Provided material Start Marker

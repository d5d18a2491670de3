//! Triangular mesh formats and conversions
#![doc = include_str!("../readme.md")]

// Split into subfiles for development, but anything important is re-exported
mod adcirc;
mod boundary;
mod convert;
mod dat;
mod error;
mod geometry;
mod lines;
mod mesh;
mod parsers;
mod ply;
mod twodm;
mod wkt;

pub mod vtk;

// inline the important parts for a nice public API
#[doc(inline)]
pub use mesh::{Mesh, Node};

#[doc(inline)]
pub use adcirc::{read_adcirc, read_adcirc_from, write_adcirc, write_adcirc_to, ADCIRC_TITLE};

#[doc(inline)]
pub use twodm::{read_2dm, read_2dm_from, write_2dm, write_2dm_to};

#[doc(inline)]
pub use dat::{read_dat, read_dat_from, DAT_TRIANGLE};

#[doc(inline)]
pub use ply::{read_ply, read_ply_from};

#[doc(inline)]
pub use boundary::Boundary;

#[doc(inline)]
pub use convert::{
    default_date, from_selafin, to_selafin, to_selafin_with, variable_values, BOTTOM, SELAFIN_TITLE,
};

#[doc(inline)]
pub use geometry::{
    read_gis_nodes, read_gis_nodes_from, read_hole_points, read_hole_points_from, read_shapes,
    read_shapes_from, Geometry, GisNode, HolePoint, ShapeVertex,
};

#[doc(inline)]
pub use wkt::{write_elements_to, write_nodes_to, write_wkt};

#[doc(inline)]
pub use vtk::{mesh_to_vtk, write_vtk};

#[doc(inline)]
pub use error::{Error, Result};
//! Conversion of meshes to VTK formats for plotting
//!
//! Meshes are converted to an unstructured grid of triangles with node values
//! as point data, using [MeshToVtk] configured through its builder.
//!
//! ```rust, no_run
//! # use hydromesh_grid::read_adcirc;
//! # use hydromesh_grid::vtk::{mesh_to_vtk, write_vtk, VtkFormat};
//! let mesh = read_adcirc("./mesh.grd").unwrap();
//! let vtk = mesh_to_vtk(&mesh);
//! write_vtk(vtk, "./mesh.vtu", VtkFormat::Xml).unwrap();
//! ```

mod builder;
mod convert;

#[doc(inline)]
pub use builder::MeshToVtkBuilder;

#[doc(inline)]
pub use convert::MeshToVtk;

// standard library
use std::path::Path;

// crate modules
use crate::error::Result;
use crate::mesh::Mesh;

// external crates
use log::debug;
use vtkio::model::{ByteOrder, Vtk};

/// Supported output formats
#[derive(Debug, Clone, Copy, PartialEq, Eq, Default)]
pub enum VtkFormat {
    /// XML unstructured grid (`.vtu`)
    #[default]
    Xml,
    /// Legacy text format (`.vtk`)
    LegacyAscii,
    /// Legacy binary format (`.vtk`)
    LegacyBinary,
}

impl VtkFormat {
    /// Conventional file extension
    pub fn extension(&self) -> &'static str {
        match self {
            VtkFormat::Xml => "vtu",
            VtkFormat::LegacyAscii | VtkFormat::LegacyBinary => "vtk",
        }
    }
}

/// Convert a [Mesh] with the default [MeshToVtk] configuration
pub fn mesh_to_vtk(mesh: &Mesh) -> Vtk {
    MeshToVtk::default().convert(mesh)
}

/// Write a converted mesh to `path` in the chosen format
///
/// The extension of `path` is replaced with the conventional one for the
/// format, since the XML writer relies on it.
pub fn write_vtk<P: AsRef<Path>>(vtk: Vtk, path: P, format: VtkFormat) -> Result<()> {
    let path = path.as_ref().with_extension(format.extension());
    debug!("writing {:?} to {}", format, path.display());

    match format {
        VtkFormat::Xml => vtk.export(&path)?,
        VtkFormat::LegacyAscii => vtk.export_ascii(&path)?,
        VtkFormat::LegacyBinary => match vtk.byte_order {
            ByteOrder::BigEndian => vtk.export_be(&path)?,
            ByteOrder::LittleEndian => vtk.export_le(&path)?,
        },
    }
    Ok(())
}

Provided material End Marker

◆ Task description
All the lines above are to be copied exactly, with none left out.

◆ Task answer
repository d5d18a2491670de3
//! Triangular mesh formats and conversions
#![doc = include_str!("../readme.md")]

// Split into subfiles for development, but anything important is re-exported
mod adcirc;
mod boundary;
mod convert;
mod dat;
mod error;
mod geometry;
mod lines;
mod mesh;
mod parsers;
mod ply;
mod twodm;
mod wkt;

pub mod vtk;

// inline the important parts for a nice public API
#[doc(inline)]
pub use mesh::{Mesh, Node};

#[doc(inline)]
pub use adcirc::{read_adcirc, read_adcirc_from, write_adcirc, write_adcirc_to, ADCIRC_TITLE};

#[doc(inline)]
pub use twodm::{read_2dm, read_2dm_from, write_2dm, write_2dm_to};

#[doc(inline)]
pub use dat::{read_dat, read_dat_from, DAT_TRIANGLE};

#[doc(inline)]
pub use ply::{read_ply, read_ply_from};

#[doc(inline)]
pub use boundary::Boundary;

#[doc(inline)]
pub use convert::{
    default_date, from_selafin, to_selafin, to_selafin_with, variable_values, BOTTOM, SELAFIN_TITLE,
};

#[doc(inline)]
pub use geometry::{
    read_gis_nodes, read_gis_nodes_from, read_hole_points, read_hole_points_from, read_shapes,
    read_shapes_from, Geometry, GisNode, HolePoint, ShapeVertex,
};

#[doc(inline)]
pub use wkt::{write_elements_to, write_nodes_to, write_wkt};

#[doc(inline)]
pub use vtk::{mesh_to_vtk, write_vtk};

#[doc(inline)]
pub use error::{Error, Result};
//! Conversion of meshes to VTK formats for plotting
//!
//! Meshes are converted to an unstructured grid of triangles with node values
//! as point data, using [MeshToVtk] configured through its builder.
//!
//! ```rust, no_run
//! # use hydromesh_grid::read_adcirc;
//! # use hydromesh_grid::vtk::{mesh_to_vtk, write_vtk, VtkFormat};
//! let mesh = read_adcirc("./mesh.grd").unwrap();
//! let vtk = mesh_to_vtk(&mesh);
//! write_vtk(vtk, "./mesh.vtu", VtkFormat::Xml).unwrap();
//! ```

mod builder;
mod convert;

#[doc(inline)]
pub use builder::MeshToVtkBuilder;

#[doc(inline)]
pub use convert::MeshToVtk;

// standard library
use std::path::Path;

// crate modules
use crate::error::Result;
use crate::mesh::Mesh;

// external crates
use log::debug;
use vtkio::model::{ByteOrder, Vtk};

/// Supported output formats
#[derive(Debug, Clone, Copy, PartialEq, Eq, Default)]
pub enum VtkFormat {
    /// XML unstructured grid (`.vtu`)
    #[default]
    Xml,
    /// Legacy text format (`.vtk`)
    LegacyAscii,
    /// Legacy binary format (`.vtk`)
    LegacyBinary,
}

impl VtkFormat {
    /// Conventional file extension
    pub fn extension(&self) -> &'static str {
        match self {
            VtkFormat::Xml => "vtu",
            VtkFormat::LegacyAscii | VtkFormat::LegacyBinary => "vtk",
        }
    }
}

/// Convert a [Mesh] with the default [MeshToVtk] configuration
pub fn mesh_to_vtk(mesh: &Mesh) -> Vtk {
    MeshToVtk::default().convert(mesh)
}

/// Write a converted mesh to `path` in the chosen format
///
/// The extension of `path` is replaced with the conventional one for the
/// format, since the XML writer relies on it.
pub fn write_vtk<P: AsRef<Path>>(vtk: Vtk, path: P, format: VtkFormat) -> Result<()> {
    let path = path.as_ref().with_extension(format.extension());
    debug!("writing {:?} to {}", format, path.display());

    match format {
        VtkFormat::Xml => vtk.export(&path)?,
        VtkFormat::LegacyAscii => vtk.export_ascii(&path)?,
        VtkFormat::LegacyBinary => match vtk.byte_order {
            ByteOrder::BigEndian => vtk.export_be(&path)?,
            ByteOrder::LittleEndian => vtk.export_le(&path)?,
        },
    }
    Ok(())
}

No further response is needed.